◆ Problem
Scan the material below for lines with the word "motion" and report how many there are, with nothing added.

### Recorded information ###

impl World {
    /// Build the archery range in `arena`: bounds, ground, rope with the
    /// shooter on it, and one walking and one flying target.
    pub fn new(arena: &mut Arena, capacity: usize) -> Result<Self, StoreError> {
        let mut entities = EntityStore::new(arena, capacity)?;

        let bounds = BBox2::from_min_size(V2::new(-10.0, -10.0), V2::new(60.0, 30.0));
        add_box(arena, &mut entities, EntityKind::Space, bounds)?;

        let ground = BBox2::from_min_size(V2::new(-10.0, 0.0), V2::new(60.0, 1.0));
        add_box(arena, &mut entities, EntityKind::Ground, ground)?;

        let rope_box = BBox2::new(V2::new(1.0, 8.0), V2::new(1.05, 28.0));
        let rope = add_box(arena, &mut entities, EntityKind::Rope, rope_box)?;

        let shooter = entities.add(
            arena,
            EntityKind::Shooter,
            V2::new(rope_box.center().x, rope_box.min.y),
            SHOOTER_SIZE,
            V2::ZERO,
        )?;

        let drift = V2::new(-TARGET_SPEED, 0.0);
        entities.add(
            arena,
            EntityKind::Target(TargetKind::Walking),
            V2::new(28.0, 1.5),
            TARGET_SIZE,
            drift,
        )?;

        let origin = V2::new(28.0, 9.0);
        let flying = TargetKind::Flying {
            origin,
            amplitude: FLYING_AMPLITUDE,
        };
        entities.add(arena, EntityKind::Target(flying), origin, TARGET_SIZE, drift)?;

        Ok(Self {
            entities,
            bounds,
            rope,
            shooter,
            mouse_pos: V2::ZERO,
            time: 0.0,
            paused: false,
            charging: false,
            charge: 0.0,
        })
    }

    pub fn entities(&self) -> &EntityStore {
        &self.entities
    }

    pub fn bounds(&self) -> BBox2 {
        self.bounds
    }

    pub fn rope(&self) -> EntityId {
        self.rope
    }

    pub fn shooter(&self) -> EntityId {
        self.shooter
    }

    pub fn mouse_pos(&self) -> V2 {
        self.mouse_pos
    }

    pub fn time(&self) -> f32 {
        self.time
    }

    pub fn is_paused(&self) -> bool {
        self.paused
    }

    pub fn charge(&self) -> f32 {
        self.charge
    }

    /// Add an airborne arrow
    pub fn spawn_arrow(
        &mut self,
        arena: &mut Arena,
        pos: V2,
        vel: V2,
    ) -> Result<EntityId, StoreError> {
        let kind = EntityKind::Arrow {
            lifetime: ARROW_LIFETIME,
            on_ground: false,
        };
        self.entities.add(arena, kind, pos, ARROW_SIZE, vel)
    }

    /// Run one frame. While paused nothing advances and `buffer` is left as
    /// it was.
    pub fn update_and_render(
        &mut self,
        input: &Input,
        memory: &mut GameMemory,
        renderer: &Renderer,
        buffer: &mut PixelBuffer,
    ) {
        if input.keyboard.is_pressed(Key::P) {
            self.paused = !self.paused;
            log::info!("{}", if self.paused { "paused" } else { "resumed" });
        }
        if self.paused {
            return;
        }

        let dt = input.dt;
        self.time += dt;

        renderer.clear(buffer, Color::BLACK);

        self.steer_rope(&mut memory.permanent, input);
        self.mouse_pos = screen_to_world(&input.mouse, buffer.height());
        self.update_charge(&mut memory.permanent, input);

        let listed = self.collect_colliders(&memory.permanent, &mut memory.transient);
        let colliders = listed.and_then(|slice| memory.transient.get(slice));
        let permanent = &mut memory.permanent;

        for slot in 0..self.entities.slot_count() {
            let Some(mut entity) = self.entities.get_slot(permanent, slot) else {
                continue;
            };

            let fate = self.update_entity(permanent, &mut entity, dt, colliders);
            self.entities.put(permanent, &entity);

            match fate {
                Fate::Keep => self.draw_entity(&entity, renderer, buffer),
                Fate::Remove => {
                    if matches!(entity.kind, EntityKind::Arrow { .. }) {
                        log::debug!("arrow {:?} expired", entity.id);
                    }
                    self.entities.remove(permanent, entity.id);
                },
                Fate::HitTarget(target) => {
                    log::debug!("arrow {:?} hit target {:?}", entity.id, target);
                    self.entities.remove(permanent, target);
                    self.entities.remove(permanent, entity.id);
                },
            }
        }

        self.draw_aim(permanent, renderer, buffer);
    }

    fn steer_rope(&self, permanent: &mut Arena, input: &Input) {
        let vy = if input.keyboard.is_down(Key::W) {
            ROPE_SPEED
        } else if input.keyboard.is_down(Key::S) {
            -ROPE_SPEED
        } else {
            0.0
        };
        if let Some(mut rope) = self.entities.get(permanent, self.rope) {
            rope.vel.y = vy;
            self.entities.put(permanent, &rope);
        }
    }

    /// Trigger held: build up charge. Trigger released: loose an arrow.
    fn update_charge(&mut self, permanent: &mut Arena, input: &Input) {
        if input.mouse.left.is_down || input.keyboard.is_down(Key::Space) {
            self.charging = true;
        } else {
            if self.charging {
                self.release_arrow(permanent);
            }
            self.charging = false;
            self.charge = 0.0;
        }

        if self.charging {
            self.charge = (self.charge + CHARGE_RATE).min(1.0);
        }
    }

    fn release_arrow(&mut self, permanent: &mut Arena) {
        let Some(origin) = self.entities.get(permanent, self.shooter).map(|s| s.pos) else {
            return;
        };
        // Cursor on the shooter gives no direction to fire in
        let Some(dir) = (self.mouse_pos - origin).try_normalize() else {
            return;
        };
        if self.charge <= 0.0 {
            return;
        }

        let vel = dir * (ARROW_SPEED * self.charge);
        match self.spawn_arrow(permanent, origin, vel) {
            Ok(id) => log::debug!("arrow {:?} released at {:.1} m/s", id, vel.length()),
            Err(e) => log::warn!("arrow not spawned: {}", e),
        }
    }

    /// Slots of everything an arrow can hit, as of the start of the frame.
    /// `None` when the list does not fit; arrows then scan every slot.
    fn collect_colliders(
        &self,
        permanent: &Arena,
        transient: &mut Arena,
    ) -> Option<ArenaSlice<u32>> {
        let count = self.entities.iter(permanent).filter(Entity::collides).count();
        let slice = match transient.push_slice::<u32>(count) {
            Ok(slice) => slice,
            Err(e) => {
                log::warn!("scanning all slots for collisions: {}", e);
                return None;
            },
        };

        let colliders = self.entities.iter(permanent).filter(Entity::collides);
        for (dst, entity) in transient.get_mut(slice)?.iter_mut().zip(colliders) {
            *dst = entity.id.index() as u32;
        }
        Some(slice)
    }

    fn update_entity(
        &self,
        permanent: &Arena,
        entity: &mut Entity,
        dt: f32,
        colliders: Option<&[u32]>,
    ) -> Fate {
        // Move
        match entity.kind {
            EntityKind::Arrow {
                on_ground: false, ..
            } => {
                entity.vel += V2::new(0.0, GRAVITY * dt);
                let delta = entity.vel * dt;

                if delta.length_sq() > 0.0 {
                    let hit = self.first_hit(permanent, entity, delta, colliders);
                    let t = hit.map_or(1.0, |(t, _)| t);
                    entity.pos += delta * t;

                    match hit.map(|(_, other)| other) {
                        Some(other) if other.kind == EntityKind::Ground => {
                            if let EntityKind::Arrow { on_ground, .. } = &mut entity.kind {
                                *on_ground = true;
                            }
                        },
                        Some(other) => return Fate::HitTarget(other.id),
                        None => {},
                    }
                }
            },
            EntityKind::Arrow { .. } => {},
            _ => entity.pos += entity.vel * dt,
        }

        // Per-kind rules
        match &mut entity.kind {
            EntityKind::Rope => {
                let bbox = BBox2::from_center_size(entity.pos, entity.size);
                let min_y = bbox.min.y.clamp(ROPE_TRAVEL_MIN, ROPE_TRAVEL_MAX);
                entity.pos = bbox.with_min(V2::new(bbox.min.x, min_y)).center();
            },
            EntityKind::Shooter => {
                if let Some(rope) = self.entities.get(permanent, self.rope) {
                    entity.pos.y = rope.bbox().min.y;
                }
            },
            EntityKind::Arrow {
                lifetime,
                on_ground,
            } => {
                if *on_ground {
                    *lifetime -= dt;
                }
                if *lifetime <= 0.0 || !self.bounds.contains(entity.pos) {
                    return Fate::Remove;
                }
            },
            EntityKind::Target(kind) => {
                if let TargetKind::Flying { origin, amplitude } = *kind {
                    entity.pos.y = (FLYING_RATE * self.time).sin() * amplitude + origin.y;
                }
                if !self.bounds.contains(entity.pos) {
                    return Fate::Remove;
                }
            },
            EntityKind::Space | EntityKind::Ground => {},
        }

        Fate::Keep
    }

    /// Earliest collider the arrow's displacement touches, with the
    /// fraction of `delta` travelled before contact
    fn first_hit(
        &self,
        permanent: &Arena,
        arrow: &Entity,
        delta: V2,
        colliders: Option<&[u32]>,
    ) -> Option<(f32, Entity)> {
        let mut best: Option<(f32, Entity)> = None;

        let mut consider = |slot: usize| {
            if slot == arrow.id.index() {
                return;
            }
            // Removed this frame, or never a collider
            let Some(other) = self.entities.get_slot(permanent, slot).filter(Entity::collides)
            else {
                return;
            };

            // Test in the collider's frame so its box sits at the origin
            let bound = BBox2::from_center_size(V2::ZERO, other.size);
            let motion = Ray2::new(arrow.pos - other.pos, delta);
            if let Some(intersection) = ray_vs_box(&motion, &bound) {
                if intersection.t < best.map_or(1.0, |(t, _)| t) {
                    best = Some((intersection.t, other));
                }
            }
        };

        match colliders {
            Some(slots) => slots.iter().for_each(|&slot| consider(slot as usize)),
            None => (0..self.entities.slot_count()).for_each(&mut consider),
        }
        best
    }

    fn draw_entity(&self, entity: &Entity, renderer: &Renderer, buffer: &mut PixelBuffer) {
        match entity.kind {
            EntityKind::Space => {},
            EntityKind::Arrow { .. } => {
                let screen = entity.pos * PIXELS_PER_METER;
                let transform =
                    Transform2::rotation(entity.vel.angle()).translate_by(screen.x, screen.y);
                // Trails back from the tip at the entity position
                let shape = BBox2::from_min_size(
                    V2::new(-ARROW_LENGTH_PX, -ARROW_THICKNESS_PX * 0.5),
                    V2::new(ARROW_LENGTH_PX, ARROW_THICKNESS_PX),
                );
                renderer.draw_oriented_box(buffer, &transform, &shape, Color::GREEN);
            },
            _ => {
                let shape = BBox2::from_center_size(
                    entity.pos * PIXELS_PER_METER,
                    entity.size * PIXELS_PER_METER,
                );
                renderer.draw_oriented_box(buffer, &Transform2::identity(), &shape, Color::WHITE);
            },
        }
    }

    /// Bar from the shooter toward the cursor, drawn back as charge builds
    fn draw_aim(&self, permanent: &Arena, renderer: &Renderer, buffer: &mut PixelBuffer) {
        let Some(shooter) = self.entities.get(permanent, self.shooter) else {
            return;
        };

        let dir = self.mouse_pos - shooter.pos;
        let screen = shooter.pos * PIXELS_PER_METER;
        let pullback = -self.charge * AIM_PULLBACK * PIXELS_PER_METER;

        let transform = Transform2::rotation(dir.angle()).translate_by(screen.x, screen.y);
        let shape = BBox2::from_min_size(
            V2::new(pullback, -AIM_THICKNESS_PX * 0.5),
            V2::new(AIM_LENGTH_PX, AIM_THICKNESS_PX),
        );
        renderer.draw_oriented_box(buffer, &transform, &shape, Color::GREEN);
    }
}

###

◆ Answer for this exercise
2